I don't remember precisely how we decided to introduce this
restriction in RFC2462 (it first appeared in 2462, not 4862), but I'm
at least pretty sure everyone understood that "ND security boils down:
you trust the RAs, or you don't".  It should be just that it's not
necessarily always all-or-nothing (with which we would never have to
worry about neighbor cache exhaustion or bother to introduce RA guard,
for example) but about providing a safety net when its benefit is
deemed to outweigh the cost.  In the case of the "two hour rule", I
guess (again, I don't remember the precise discussion at that time)
the consensus was that the resulting address stability against
operational errors or minor mischief is worth adding the additional
complexity to the protocol; no one naively assumed that's a strong
security measure against determined attacks.

As usual in such a case, different people can have a different sense
of balance, so it's not surprising if someone disagrees with this
consensus.  So I don't think it's necessarily a "flaw" in the spec
simply because you have a different view on this particular tradeoff.

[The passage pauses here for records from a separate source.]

//! Domain models for CLINICA.
//!
//! These are the core types shared across all crates.

pub mod appointment;
pub mod consultorio;
pub mod package;
pub mod staff;
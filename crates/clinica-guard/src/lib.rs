//! CLINICA Guard — slot conflict detection, subscription entitlement
//! gating, and the service layer composing both in front of mutations.
//!
//! Generic over the `clinica-core` repository traits so that the guard
//! layer has no dependency on the database crate. Guards are pure
//! decision functions over persisted state: stateless, no retries, no
//! memory between calls.

pub mod entitlement;
pub mod error;
pub mod scheduler;
pub mod service;

pub use entitlement::{EntitlementGate, FeatureDecision, LimitDecision, ResourceKind};
pub use error::GuardError;
pub use scheduler::{SchedulerGuard, SlotRequest};
pub use service::ClinicService;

On the other hand, it's possible that we now might reach a different
conclusion if we had this discussion today: people may revise their
opinions, actual experiments and/or technology evolution may suggest
revising the original tradeoff considerations, etc.  If you think
that's the case, you can always start revising the spec with a "The
two hour rule in SLAAC is considered harmful" draft.

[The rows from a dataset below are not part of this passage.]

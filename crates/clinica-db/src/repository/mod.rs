//! SurrealDB repository implementations.

mod appointment;
mod consultorio;
mod package;
mod staff;

pub use appointment::SurrealAppointmentRepository;
pub use consultorio::SurrealConsultorioRepository;
pub use package::SurrealPackageRepository;
pub use staff::SurrealStaffRepository;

The two hour rule way predates RFC 6104/6105 and the "RA Guard" functionality common in at least enterprise switches today.  And it says "two hours unless the RA is authenticated", so the "impossible" quoted above isn't strictly true, but in practice, we also see how widespread the required SeND deployment to do that is...).

With RA Guard on the table, whether you'd want to relax the two hour rule would presumably depend on how important you feel it is to protect against misconfigurations of genuine RAs.